Sedatives are used to make stressed, poorly-conditioned animals appear calm and manageable at market. Growth-promoting hormones are injected to inflate body weight artificially before sale. Both leave behind residues neurological and endocrine-disrupting respectively, that enter your meat and, subsequently, your family’s bodies without declaration, without consent, and without any of the safeguards that govern medicines prescribed for human beings.

The solution is genuinely straightforward. Withdrawal periods exist precisely to prevent this, and respecting them costs nothing except honesty. Veterinary practitioners carry a professional and ethical obligation to prescribe rationally and to educate the farmers and sellers they serve. Regulatory authorities must move residue testing programmes from policy documents into actual, functioning practice at Qurbani markets across the country.

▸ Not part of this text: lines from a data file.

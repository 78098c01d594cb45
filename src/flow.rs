//! The flow capability and its subscription handle.

use std::fmt;
use std::sync::atomic::{AtomicU64, Ordering};
use std::sync::Arc;

use parking_lot::Mutex;

use crate::FlowError;

/// Global counter for flow identities.
static NEXT_FLOW_ID: AtomicU64 = AtomicU64::new(1);

/// Process-unique identity of a flow instance.
#[derive(Debug, Clone, Copy, PartialEq, Eq, Hash, PartialOrd, Ord)]
pub struct FlowId(pub u64);

impl FlowId {
    pub(crate) fn next() -> Self {
        FlowId(NEXT_FLOW_ID.fetch_add(1, Ordering::Relaxed))
    }
}

/// Identity of a flow plus an optional human readable label.
///
/// Used for dependency bookkeeping, cycle paths and tracer events.
#[derive(Debug, Clone, PartialEq, Eq, Hash)]
pub struct FlowKey {
    /// Unique identity.
    pub id: FlowId,
    /// Label given through a builder, if any.
    pub label: Option<Arc<str>>,
}

impl FlowKey {
    pub(crate) fn new(label: Option<Arc<str>>) -> Self {
        Self {
            id: FlowId::next(),
            label,
        }
    }
}

impl fmt::Display for FlowKey {
    fn fmt(&self, f: &mut fmt::Formatter<'_>) -> fmt::Result {
        match &self.label {
            Some(label) => write!(f, "{}#{}", label, self.id.0),
            None => write!(f, "flow#{}", self.id.0),
        }
    }
}

/// Convenience trait for flow value types.
///
/// `PartialEq` is what the dependency tracker uses to decide whether a source
/// changed since it was last read.
pub trait FlowValue: Clone + PartialEq + Send + Sync + 'static {}
impl<T: Clone + PartialEq + Send + Sync + 'static> FlowValue for T {}

/// Change callback registered with [`Flow::subscribe`].
///
/// A failing listener does not stop delivery to the others; failures are
/// aggregated and returned to whoever triggered the change.
pub type Listener = Arc<dyn Fn() -> Result<(), FlowError> + Send + Sync>;

/// An observable value: a current snapshot plus change notifications.
///
/// Handles are cheap to clone and all clones refer to the same flow.
pub trait Flow: Clone + Send + Sync + 'static {
    /// The value type produced by [`snapshot`](Flow::snapshot).
    type Output: FlowValue;

    /// Identity of this flow.
    fn key(&self) -> FlowKey;

    /// Read the current value, re-raising the flow's error if it has one.
    fn snapshot(&self) -> Result<Self::Output, FlowError>;

    /// Register a change listener.
    ///
    /// The listener is removed when the returned [`Subscription`] is
    /// unsubscribed or dropped.
    fn subscribe<L>(&self, listener: L) -> Subscription
    where
        L: Fn() -> Result<(), FlowError> + Send + Sync + 'static;
}

/// A flow whose value is an [`AsyncState`](crate::AsyncState) that eventually settles.
///
/// Implementors use `AsyncState<Self::Data>` as their [`Flow::Output`].
#[async_trait::async_trait]
pub trait AsyncFlow: Flow {
    /// The payload carried by the asynchronous state.
    type Data: FlowValue;

    /// Wait until the current computation settles and return its outcome.
    async fn settled(&self) -> Result<Self::Data, FlowError>;
}

/// Handle to a registered listener.
///
/// Unsubscribing is idempotent; dropping the handle unsubscribes as well.
#[must_use = "dropping a Subscription unsubscribes the listener"]
pub struct Subscription {
    release: Mutex<Option<Box<dyn FnOnce() + Send>>>,
}

impl Subscription {
    pub(crate) fn new<F>(release: F) -> Self
    where
        F: FnOnce() + Send + 'static,
    {
        Self {
            release: Mutex::new(Some(Box::new(release))),
        }
    }

    /// Remove the listener. Calling this more than once has no effect.
    pub fn unsubscribe(&self) {
        let release = self.release.lock().take();
        if let Some(release) = release {
            release();
        }
    }

    /// Returns `true` until the subscription has been released.
    pub fn is_active(&self) -> bool {
        self.release.lock().is_some()
    }
}

impl Drop for Subscription {
    fn drop(&mut self) {
        self.unsubscribe();
    }
}

impl fmt::Debug for Subscription {
    fn fmt(&self, f: &mut fmt::Formatter<'_>) -> fmt::Result {
        f.debug_struct("Subscription")
            .field("active", &self.is_active())
            .finish()
    }
}

#[cfg(test)]
mod tests {
    use super::*;
    use std::sync::atomic::AtomicUsize;

    #[test]
    fn test_flow_ids_are_unique() {
        let a = FlowId::next();
        let b = FlowId::next();
        assert_ne!(a, b);
    }

    #[test]
    fn test_unsubscribe_is_idempotent() {
        let calls = Arc::new(AtomicUsize::new(0));
        let sub = Subscription::new({
            let calls = calls.clone();
            move || {
                calls.fetch_add(1, Ordering::SeqCst);
            }
        });

        assert!(sub.is_active());
        sub.unsubscribe();
        sub.unsubscribe();
        assert!(!sub.is_active());
        drop(sub);
        assert_eq!(calls.load(Ordering::SeqCst), 1);
    }

    #[test]
    fn test_key_display() {
        let labelled = FlowKey::new(Some("total".into()));
        assert!(labelled.to_string().starts_with("total#"));
        let anonymous = FlowKey::new(None);
        assert!(anonymous.to_string().starts_with("flow#"));
    }
}
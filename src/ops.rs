//! Combinators building derived flows from a single flow.

use crate::derived::Derived;
use crate::flow::{Flow, FlowValue};

/// Extension methods available on every [`Flow`].
pub trait FlowExt: Flow {
    /// Derive a flow by applying `f` to every value.
    ///
    /// Errors of `self` pass through unchanged.
    ///
    /// ```
    /// use reflow::{Flow, FlowExt, Source};
    ///
    /// let celsius = Source::new(20.0);
    /// let fahrenheit = celsius.map(|c| c * 9.0 / 5.0 + 32.0);
    /// assert_eq!(fahrenheit.snapshot().unwrap(), 68.0);
    /// ```
    fn map<U, F>(&self, f: F) -> Derived<U>
    where
        U: FlowValue,
        F: Fn(Self::Output) -> U + Send + Sync + 'static,
    {
        let flow = self.clone();
        Derived::new(move |ctx| Ok(f(ctx.get(&flow)?)))
    }

    /// Derive a flow holding the values accepted by `predicate`.
    ///
    /// A rejected value keeps the previously accepted one. If no value was
    /// accepted yet, the flow fails with `FlowError::Cancelled`.
    ///
    /// ```
    /// use reflow::{Flow, FlowExt, Source};
    ///
    /// let input = Source::new(2);
    /// let even = input.filter(|n| n % 2 == 0);
    /// assert_eq!(even.snapshot().unwrap(), 2);
    /// input.emit(3).unwrap();
    /// assert_eq!(even.snapshot().unwrap(), 2);
    /// ```
    fn filter<P>(&self, predicate: P) -> Derived<Self::Output>
    where
        P: Fn(&Self::Output) -> bool + Send + Sync + 'static,
    {
        let flow = self.clone();
        Derived::new(move |ctx| {
            let value = ctx.get(&flow)?;
            if predicate(&value) {
                Ok(value)
            } else {
                ctx.skip()
            }
        })
    }
}

impl<F: Flow> FlowExt for F {}
impl<T: FlowValue> Strategy for AsyncStrategy<T> {
    type Output = AsyncState<T>;
    type Record = AsyncComputation<T>;

    fn compute(&self, core: &Arc<Core<Self>>) -> Arc<AsyncComputation<T>> {
        let (record, superseded, staged) = {
            let mut book = self.book.lock();
            let epoch = book.current.next();
            book.current = epoch;
            book.floor = epoch;

            let record = Arc::new(AsyncComputation::new(
                epoch,
                AsyncState::Pending {
                    data: book.last_data(),
                },
            ));
            let superseded: Vec<_> = book.in_flight.values().cloned().collect();
            for previous in &superseded {
                previous.forward_waiters(&record);
            }
            book.in_flight.insert(epoch, record.clone());
            let staged = core.stage(&record);
            (record, superseded, staged)
        };

        for previous in superseded {
            previous.token().cancel();
        }
        core.commit(staged);
        core.tracer().on_compute_start(core.key(), Some(record.epoch()));

        let future = (self.derive)(AsyncContext {
            record: record.clone(),
            owner: core.key().clone(),
            tracer: core.shared_tracer().clone(),
        });
        let weak = Arc::downgrade(core);
        let task = {
            let record = record.clone();
            async move {
                let outcome = future.await;
                if let Some(core) = weak.upgrade() {
                    core.strategy().settle(&core, &record, outcome);
                }
            }
        };
        if let Err(error) = self.spawner.spawn(task.boxed()) {
            // Still inside `snapshot()`; listeners hear about it on their next read.
            self.finish(core, &record, Err(error));
        }
        record
    }
}
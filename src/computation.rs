//! Computation records.
//!
//! A record is one execution attempt of a derivation. It collects the
//! dependencies touched while the derivation runs together with the outcome
//! observed for each of them, and holds the result. Once finalized the
//! dependency set is frozen; the cached outcomes stay around so an unwatched
//! flow can later tell whether anything it read has changed.

use std::collections::HashMap;
use std::fmt;
use std::ops::Deref;
use std::sync::Arc;

use futures::channel::oneshot;
use futures::future::{BoxFuture, FutureExt, Shared};
use parking_lot::Mutex;
use tokio_util::sync::CancellationToken;

use crate::flow::{Flow, FlowId, FlowKey, Listener, Subscription};
use crate::state::AsyncState;
use crate::FlowError;

/// A dependency with the outcome observed when it was read.
trait TrackedSource: Send + Sync {
    fn key(&self) -> FlowKey;

    fn subscribe(&self, handler: Listener) -> Subscription;

    /// Returns `true` if the current snapshot differs from the observed one.
    ///
    /// A dependency registered but not read yet counts as unchanged.
    fn changed(&self) -> bool;
}

struct Tracked<F: Flow> {
    flow: F,
    observed: Option<Result<F::Output, FlowError>>,
}

impl<F: Flow> TrackedSource for Tracked<F> {
    fn key(&self) -> FlowKey {
        self.flow.key()
    }

    fn subscribe(&self, handler: Listener) -> Subscription {
        self.flow.subscribe(move || handler())
    }

    fn changed(&self) -> bool {
        match &self.observed {
            Some(observed) => &self.flow.snapshot() != observed,
            None => false,
        }
    }
}

type SourceMap = HashMap<FlowId, Arc<dyn TrackedSource>, ahash::RandomState>;

/// One execution attempt of a derivation.
pub(crate) struct Computation<T> {
    inner: Mutex<Inner<T>>,
}

struct Inner<T> {
    sources: SourceMap,
    result: Option<Result<T, FlowError>>,
    finalized: bool,
    /// Present while the record is the active one of its flow.
    handler: Option<Listener>,
    subscriptions: Vec<Subscription>,
}

impl<T: Clone> Computation<T> {
    pub fn new() -> Self {
        Self {
            inner: Mutex::new(Inner {
                sources: SourceMap::default(),
                result: None,
                finalized: false,
                handler: None,
                subscriptions: Vec::new(),
            }),
        }
    }

    /// Register a dependency. No-op once finalized.
    ///
    /// If the record is already active, the dependency is subscribed
    /// immediately.
    pub fn add_source<F: Flow>(&self, flow: &F) {
        let id = flow.key().id;
        let (source, handler) = {
            let mut inner = self.inner.lock();
            if inner.finalized || inner.sources.contains_key(&id) {
                return;
            }
            let source: Arc<dyn TrackedSource> = Arc::new(Tracked {
                flow: flow.clone(),
                observed: None,
            });
            inner.sources.insert(id, source.clone());
            (source, inner.handler.clone())
        };
        if let Some(handler) = handler {
            let subscription = source.subscribe(handler);
            self.keep_subscriptions(vec![subscription]);
        }
    }

    /// Cache the outcome observed for a dependency. No-op once finalized.
    pub fn set_source_snapshot<F: Flow>(&self, flow: &F, outcome: Result<F::Output, FlowError>) {
        let mut inner = self.inner.lock();
        if inner.finalized {
            return;
        }
        inner.sources.insert(
            flow.key().id,
            Arc::new(Tracked {
                flow: flow.clone(),
                observed: Some(outcome),
            }),
        );
    }

    pub fn set_value(&self, value: T) {
        self.inner.lock().result = Some(Ok(value));
    }

    pub fn set_error(&self, error: FlowError) {
        self.inner.lock().result = Some(Err(error));
    }

    /// The value, or the cached error.
    pub fn value(&self) -> Result<T, FlowError> {
        self.inner
            .lock()
            .result
            .clone()
            .unwrap_or(Err(FlowError::Cancelled))
    }

    pub fn finalize(&self) {
        self.inner.lock().finalized = true;
    }

    /// Subscribe `handler` to every touched dependency and mark the record
    /// active. Replaces any previous subscriptions.
    pub fn subscribe_to_sources(&self, handler: Listener) {
        let (sources, previous) = {
            let mut inner = self.inner.lock();
            inner.handler = Some(handler.clone());
            let sources: Vec<_> = inner.sources.values().cloned().collect();
            (sources, std::mem::take(&mut inner.subscriptions))
        };
        drop(previous);

        let subscriptions = sources
            .iter()
            .map(|source| source.subscribe(handler.clone()))
            .collect();
        self.keep_subscriptions(subscriptions);
    }

    fn keep_subscriptions(&self, subscriptions: Vec<Subscription>) {
        let rejected = {
            let mut inner = self.inner.lock();
            if inner.handler.is_some() {
                inner.subscriptions.extend(subscriptions);
                None
            } else {
                Some(subscriptions)
            }
        };
        // Disposed in the meantime; release outside the lock.
        drop(rejected);
    }

    /// Returns `true` as soon as one dependency's current snapshot differs
    /// from the one observed during the computation.
    pub fn sources_changed(&self) -> bool {
        let sources: Vec<_> = self.inner.lock().sources.values().cloned().collect();
        sources.iter().any(|source| source.changed())
    }

    /// Release all dependency subscriptions.
    ///
    /// The result and the observed outcomes are kept for later staleness
    /// checks. A record still running keeps recording the dependencies it
    /// touches; it stops only when finalized.
    pub fn dispose(&self) {
        let subscriptions = {
            let mut inner = self.inner.lock();
            inner.handler = None;
            std::mem::take(&mut inner.subscriptions)
        };
        drop(subscriptions);
    }
}

impl<T> AsRef<Computation<T>> for Computation<T> {
    fn as_ref(&self) -> &Computation<T> {
        self
    }
}

impl<T> fmt::Debug for Computation<T> {
    fn fmt(&self, f: &mut fmt::Formatter<'_>) -> fmt::Result {
        let inner = self.inner.lock();
        f.debug_struct("Computation")
            .field(
                "sources",
                &inner.sources.values().map(|s| s.key()).collect::<Vec<_>>(),
            )
            .field("finalized", &inner.finalized)
            .field("active", &inner.handler.is_some())
            .finish()
    }
}

/// Per-flow sequence number assigned when an asynchronous computation starts.
///
/// Epochs order starts, not completions.
#[derive(Debug, Clone, Copy, PartialEq, Eq, Hash, PartialOrd, Ord, Default)]
pub struct Epoch(pub u64);

impl Epoch {
    pub(crate) fn next(self) -> Self {
        Epoch(self.0 + 1)
    }
}

/// Shared handle to the eventual outcome of an asynchronous computation.
pub type FlowFuture<T> = Shared<BoxFuture<'static, Result<T, FlowError>>>;

/// An asynchronous computation record: a [`Computation`] over
/// [`AsyncState`] tagged with its epoch and cancellation token.
pub(crate) struct AsyncComputation<T> {
    computation: Computation<AsyncState<T>>,
    epoch: Epoch,
    token: CancellationToken,
    handle: FlowFuture<T>,
    waiters: Mutex<Vec<oneshot::Sender<Result<T, FlowError>>>>,
}

impl<T: Clone + Send + Sync + 'static> AsyncComputation<T> {
    /// Create a record seeded with `state`.
    pub fn new(epoch: Epoch, state: AsyncState<T>) -> Self {
        let (tx, rx) = oneshot::channel();
        let handle = rx
            .map(|outcome| outcome.unwrap_or(Err(FlowError::Cancelled)))
            .boxed()
            .shared();
        let computation = Computation::new();
        computation.set_value(state);
        Self {
            computation,
            epoch,
            token: CancellationToken::new(),
            handle,
            waiters: Mutex::new(vec![tx]),
        }
    }

    pub fn epoch(&self) -> Epoch {
        self.epoch
    }

    pub fn token(&self) -> &CancellationToken {
        &self.token
    }

    /// The visible state of this record.
    pub fn state(&self) -> AsyncState<T> {
        self.computation
            .value()
            .unwrap_or_else(|error| AsyncState::Error { error, data: None })
    }

    pub fn handle(&self) -> FlowFuture<T> {
        self.handle.clone()
    }

    /// Complete every handle waiting on this record.
    pub fn resolve(&self, outcome: Result<T, FlowError>) {
        let waiters = std::mem::take(&mut *self.waiters.lock());
        for waiter in waiters {
            let _ = waiter.send(outcome.clone());
        }
    }

    /// Hand the handles still waiting on this record over to `successor`.
    pub fn forward_waiters(&self, successor: &AsyncComputation<T>) {
        let waiters = std::mem::take(&mut *self.waiters.lock());
        successor.waiters.lock().extend(waiters);
    }
}

impl<T> Deref for AsyncComputation<T> {
    type Target = Computation<AsyncState<T>>;

    fn deref(&self) -> &Self::Target {
        &self.computation
    }
}

impl<T> AsRef<Computation<AsyncState<T>>> for AsyncComputation<T> {
    fn as_ref(&self) -> &Computation<AsyncState<T>> {
        &self.computation
    }
}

We are aware that questioning a livestock seller about recent drug administration feels unusual. But you routinely ask what is in the medicine you give your child. The meat on your Eid table deserves exactly the same question.

VNV Insight

This article highlights a practical food-safety question for Eid ul Azha: public awareness, responsible veterinary practice, and residue monitoring must work together. For consumers, the simplest first step is to ask the seller whether the animal was recently treated with antibiotics, steroids, sedatives, or any growth-promoting product.

Before Buying a Qurbani Animal, Ask One Simple Question

Was this animal recently treated with antibiotics, steroids, sedatives, hormones, or any other veterinary drug?